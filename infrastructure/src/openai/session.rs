//! OpenAI chat session.
//!
//! The chat completions API is stateless, so the session keeps the message
//! history locally and sends it with every request.

use crate::openai::gateway::OpenAiConfig;
use async_trait::async_trait;
use serde::{Deserialize, Serialize};
use tokio::sync::Mutex;
use toolcall_application::{GatewayError, LlmSession};
use toolcall_domain::core::string::truncate;
use tracing::debug;

#[derive(Debug, Clone, PartialEq, Serialize, Deserialize)]
struct ChatMessage {
    role: String,
    content: String,
}

impl ChatMessage {
    fn new(role: &str, content: impl Into<String>) -> Self {
        Self {
            role: role.to_string(),
            content: content.into(),
        }
    }
}

#[derive(Debug, Serialize)]
struct ChatRequest<'a> {
    model: &'a str,
    messages: &'a [ChatMessage],
    temperature: f32,
    max_tokens: u32,
}

#[derive(Debug, Deserialize)]
struct ChatResponse {
    #[serde(default)]
    choices: Vec<ChatChoice>,
}

#[derive(Debug, Deserialize)]
struct ChatChoice {
    message: ChatMessage,
}

/// An active conversation with an OpenAI-compatible model.
pub struct OpenAiSession {
    client: reqwest::Client,
    config: OpenAiConfig,
    api_key: String,
    messages: Mutex<Vec<ChatMessage>>,
}

impl OpenAiSession {
    pub fn new(
        client: reqwest::Client,
        config: OpenAiConfig,
        api_key: String,
        system_prompt: &str,
    ) -> Self {
        let mut messages = Vec::new();
        if !system_prompt.is_empty() {
            messages.push(ChatMessage::new("system", system_prompt));
        }
        Self {
            client,
            config,
            api_key,
            messages: Mutex::new(messages),
        }
    }

    async fn complete(&self, messages: &[ChatMessage]) -> Result<String, GatewayError> {
        let request = ChatRequest {
            model: &self.config.model,
            messages,
            temperature: self.config.temperature,
            max_tokens: self.config.max_tokens,
        };

        debug!(
            model = %self.config.model,
            messages = messages.len(),
            "Calling chat completions API"
        );

        let response = self
            .client
            .post(self.config.completions_url())
            .bearer_auth(&self.api_key)
            .json(&request)
            .send()
            .await
            .map_err(|e| {
                if e.is_timeout() {
                    GatewayError::Timeout
                } else if e.is_connect() {
                    GatewayError::ConnectionError(e.to_string())
                } else {
                    GatewayError::RequestFailed(e.to_string())
                }
            })?;

        let status = response.status();
        if !status.is_success() {
            let body = response.text().await.unwrap_or_default();
            return Err(GatewayError::RequestFailed(format!(
                "HTTP {} from chat completions API: {}",
                status,
                truncate(body.trim(), 200)
            )));
        }

        let body: ChatResponse = response
            .json()
            .await
            .map_err(|e| GatewayError::InvalidResponse(e.to_string()))?;

        extract_content(body)
    }
}

fn extract_content(response: ChatResponse) -> Result<String, GatewayError> {
    response
        .choices
        .into_iter()
        .next()
        .map(|choice| choice.message.content)
        .ok_or_else(|| GatewayError::InvalidResponse("response contained no choices".to_string()))
}

#[async_trait]
impl LlmSession for OpenAiSession {
    async fn send(&self, content: &str) -> Result<String, GatewayError> {
        let mut messages = self.messages.lock().await;
        messages.push(ChatMessage::new("user", content));

        match self.complete(&messages).await {
            Ok(reply) => {
                messages.push(ChatMessage::new("assistant", reply.clone()));
                Ok(reply)
            }
            Err(e) => {
                // Keep history consistent for a retry by the caller
                messages.pop();
                Err(e)
            }
        }
    }
}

------------

Work task. Look through the material for "history". Copy each line that has it.

Response for this exercise.
//! history locally and sends it with every request.
                // Keep history consistent for a retry by the caller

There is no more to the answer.